//! Rewindable line source.
//!
//! [`RewindableLines`] reads lines from a forward-only source and keeps a copy
//! of everything it has read in a spill buffer: memory first, an anonymous
//! temporary file once the buffer grows past its size limit. This lets the
//! same input (stdin included) be read twice, once for type inference and once
//! for the data dump.

use std::io::{self, BufRead, BufReader, Read, Seek, SeekFrom, Write};

use tempfile::SpooledTempFile;
use tracing::debug;

/// Default size of the in-memory part of the buffer (10 MiB).
pub const DEFAULT_BUFFER_SIZE: usize = 10 * 1024 * 1024;

/// Options for [`RewindableLines`].
#[derive(Debug, Clone, Copy, PartialEq, Eq)]
pub struct RewindOptions {
    /// Bytes kept in memory before the buffer spills to a temporary file.
    /// Larger values trade memory for speed.
    pub buffer_size: usize,
}

impl Default for RewindOptions {
    fn default() -> Self {
        Self {
            buffer_size: DEFAULT_BUFFER_SIZE,
        }
    }
}

impl RewindOptions {
    /// Sets the in-memory buffer size.
    pub fn with_buffer_size(mut self, buffer_size: usize) -> Self {
        self.buffer_size = buffer_size;
        self
    }
}

type SpillBuffer = BufReader<SpooledTempFile>;

/// A line iterator that can be rewound to its first line.
///
/// Lines keep their terminators, so the replayed bytes are identical to the
/// bytes read from the source. The buffer is released when the value is
/// dropped, on every path.
///
/// # Examples
///
/// ```rust
/// use csv2sql::sources::RewindableLines;
///
/// let mut lines = RewindableLines::new("A\nB\n".as_bytes());
/// assert_eq!(lines.next().unwrap().unwrap(), "A\n");
///
/// lines.rewind().unwrap();
/// let frozen: Vec<String> = lines.freeze().collect::<Result<_, _>>().unwrap();
/// assert_eq!(frozen, vec!["A\n", "B\n"]);
/// ```
#[derive(Debug)]
pub struct RewindableLines<R> {
    source: R,
    buffer: Option<SpillBuffer>,
    replaying: bool,
}

impl<R: BufRead> RewindableLines<R> {
    /// Wraps a source with the default buffer size.
    pub fn new(source: R) -> Self {
        Self::with_options(source, RewindOptions::default())
    }

    /// Wraps a source.
    pub fn with_options(source: R, options: RewindOptions) -> Self {
        Self {
            source,
            buffer: Some(BufReader::new(SpooledTempFile::new(options.buffer_size))),
            replaying: false,
        }
    }

    /// Moves the read position back to the first buffered line.
    ///
    /// Nothing buffered is discarded; reading continues from the live source
    /// once the buffered lines are replayed.
    pub fn rewind(&mut self) -> io::Result<()> {
        let buffer = self
            .buffer
            .as_mut()
            .ok_or_else(|| io::Error::new(io::ErrorKind::Other, "rewind on a closed buffer"))?;
        buffer.get_mut().flush()?;
        buffer.seek(SeekFrom::Start(0))?;
        self.replaying = true;
        Ok(())
    }

    /// Stops buffering and returns the rest of the input.
    ///
    /// The returned iterator yields the buffered lines not read yet, then the
    /// remaining lines of the source.
    pub fn freeze(mut self) -> FrozenLines<R> {
        let replay = if self.replaying {
            self.buffer.take()
        } else {
            None
        };
        FrozenLines {
            replay,
            source: self.source,
        }
    }

    /// Returns true once the buffer has been released.
    pub fn is_closed(&self) -> bool {
        self.buffer.is_none()
    }

    /// Releases the buffer. Later reads come straight from the source.
    pub fn close(&mut self) {
        self.buffer = None;
        self.replaying = false;
    }

    /// Returns true if the buffer has moved from memory to a temporary file.
    pub fn is_spilled(&self) -> bool {
        self.buffer
            .as_ref()
            .map(|buffer| buffer.get_ref().is_rolled())
            .unwrap_or(false)
    }

    fn read_live(&mut self) -> io::Result<Option<String>> {
        let Some(line) = read_line(&mut self.source)? else {
            return Ok(None);
        };
        if let Some(buffer) = self.buffer.as_mut() {
            let was_spilled = buffer.get_ref().is_rolled();
            buffer.get_mut().write_all(line.as_bytes())?;
            if !was_spilled && buffer.get_ref().is_rolled() {
                debug!("Rewind buffer spilled to a temporary file");
            }
        }
        Ok(Some(line))
    }
}

impl<R: BufRead> Iterator for RewindableLines<R> {
    type Item = io::Result<String>;

    fn next(&mut self) -> Option<Self::Item> {
        if self.replaying {
            if let Some(buffer) = self.buffer.as_mut() {
                match read_line(buffer) {
                    Ok(Some(line)) => return Some(Ok(line)),
                    Ok(None) => self.replaying = false,
                    Err(e) => return Some(Err(e)),
                }
            }
        }
        self.read_live().transpose()
    }
}

/// The rest of a [`RewindableLines`] after [`RewindableLines::freeze`].
#[derive(Debug)]
pub struct FrozenLines<R> {
    replay: Option<SpillBuffer>,
    source: R,
}

impl<R> FrozenLines<R> {
    /// Returns true once the replayed part is exhausted and its buffer released.
    pub fn is_closed(&self) -> bool {
        self.replay.is_none()
    }
}

impl<R: BufRead> Iterator for FrozenLines<R> {
    type Item = io::Result<String>;

    fn next(&mut self) -> Option<Self::Item> {
        if let Some(replay) = self.replay.as_mut() {
            match read_line(replay) {
                Ok(Some(line)) => return Some(Ok(line)),
                Ok(None) => self.replay = None,
                Err(e) => return Some(Err(e)),
            }
        }
        read_line(&mut self.source).transpose()
    }
}

fn read_line<B: BufRead>(reader: &mut B) -> io::Result<Option<String>> {
    let mut line = String::new();
    match reader.read_line(&mut line)? {
        0 => Ok(None),
        _ => Ok(Some(line)),
    }
}

/// Adapts an iterator of lines into a byte reader.
///
/// The CSV reader consumes bytes, while the rewind buffer hands out lines.
#[derive(Debug)]
pub struct LinesReader<I> {
    lines: I,
    pending: Vec<u8>,
    offset: usize,
}

impl<I> LinesReader<I> {
    pub fn new(lines: I) -> Self {
        Self {
            lines,
            pending: Vec::new(),
            offset: 0,
        }
    }
}

impl<I: Iterator<Item = io::Result<String>>> Read for LinesReader<I> {
    fn read(&mut self, buf: &mut [u8]) -> io::Result<usize> {
        while self.offset >= self.pending.len() {
            match self.lines.next() {
                Some(line) => {
                    self.pending = line?.into_bytes();
                    self.offset = 0;
                }
                None => return Ok(0),
            }
        }

        let available = &self.pending[self.offset..];
        let count = available.len().min(buf.len());
        buf[..count].copy_from_slice(&available[..count]);
        self.offset += count;
        Ok(count)
    }
}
+++++
• **Work to complete**
Among the lines above, which contain the word "Result"? Copy every one.

• **Problem solution**
/// let frozen: Vec<String> = lines.freeze().collect::<Result<_, _>>().unwrap();
    pub fn rewind(&mut self) -> io::Result<()> {
    fn read_live(&mut self) -> io::Result<Option<String>> {
    type Item = io::Result<String>;
    type Item = io::Result<String>;
fn read_line<B: BufRead>(reader: &mut B) -> io::Result<Option<String>> {
impl<I: Iterator<Item = io::Result<String>>> Read for LinesReader<I> {
    fn read(&mut self, buf: &mut [u8]) -> io::Result<usize> {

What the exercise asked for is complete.